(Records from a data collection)
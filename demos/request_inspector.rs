use httpcore::{Handled, Handler, Request, Response, Server, StatusCode};
use std::str::from_utf8;
use tokio::net::TcpListener;

struct MyHandler;

impl Handler<()> for MyHandler {
    async fn handle(&self, _: &mut (), req: &Request, resp: &mut Response) -> Handled {
        let user_agent = if let Some(value) = req.header(b"user-agent") {
            format!(r#", "user_agent": {:?}"#, from_utf8(value).unwrap_or(""))
        } else {
            String::new()
        };

        let content_type = if let Some(value) = req.header(b"content-type") {
            format!(r#", "content_type": {:?}"#, from_utf8(value).unwrap_or(""))
        } else {
            String::new()
        };

        let result = format!(
            r#"{{"method": "{:?}", "path": {:?}{user_agent}{content_type}, "body": {:?}}}"#,
            req.method(),
            from_utf8(req.url().path()).unwrap_or(""),
            from_utf8(req.body().unwrap_or(&[])).unwrap_or(""),
        );

        resp.status(StatusCode::Ok)
            .header("Content-Type", "application/json")
            .body(result)
    }
}

#[tokio::main]
async fn main() {
    Server::builder()
        .listener(TcpListener::bind("127.0.0.1:8080").await.unwrap())
        .handler(MyHandler)
        .build()
        .launch()
        .await;
}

*Task description*. Transcribe the records above in full, exactly as they stand.

*Solution below*.
filename demos/request_inspector.rs
use httpcore::{Handled, Handler, Request, Response, Server, StatusCode};
use std::str::from_utf8;
use tokio::net::TcpListener;

struct MyHandler;

impl Handler<()> for MyHandler {
    async fn handle(&self, _: &mut (), req: &Request, resp: &mut Response) -> Handled {
        let user_agent = if let Some(value) = req.header(b"user-agent") {
            format!(r#", "user_agent": {:?}"#, from_utf8(value).unwrap_or(""))
        } else {
            String::new()
        };

        let content_type = if let Some(value) = req.header(b"content-type") {
            format!(r#", "content_type": {:?}"#, from_utf8(value).unwrap_or(""))
        } else {
            String::new()
        };

        let result = format!(
            r#"{{"method": "{:?}", "path": {:?}{user_agent}{content_type}, "body": {:?}}}"#,
            req.method(),
            from_utf8(req.url().path()).unwrap_or(""),
            from_utf8(req.body().unwrap_or(&[])).unwrap_or(""),
        );

        resp.status(StatusCode::Ok)
            .header("Content-Type", "application/json")
            .body(result)
    }
}

#[tokio::main]
async fn main() {
    Server::builder()
        .listener(TcpListener::bind("127.0.0.1:8080").await.unwrap())
        .handler(MyHandler)
        .build()
        .launch()
        .await;
}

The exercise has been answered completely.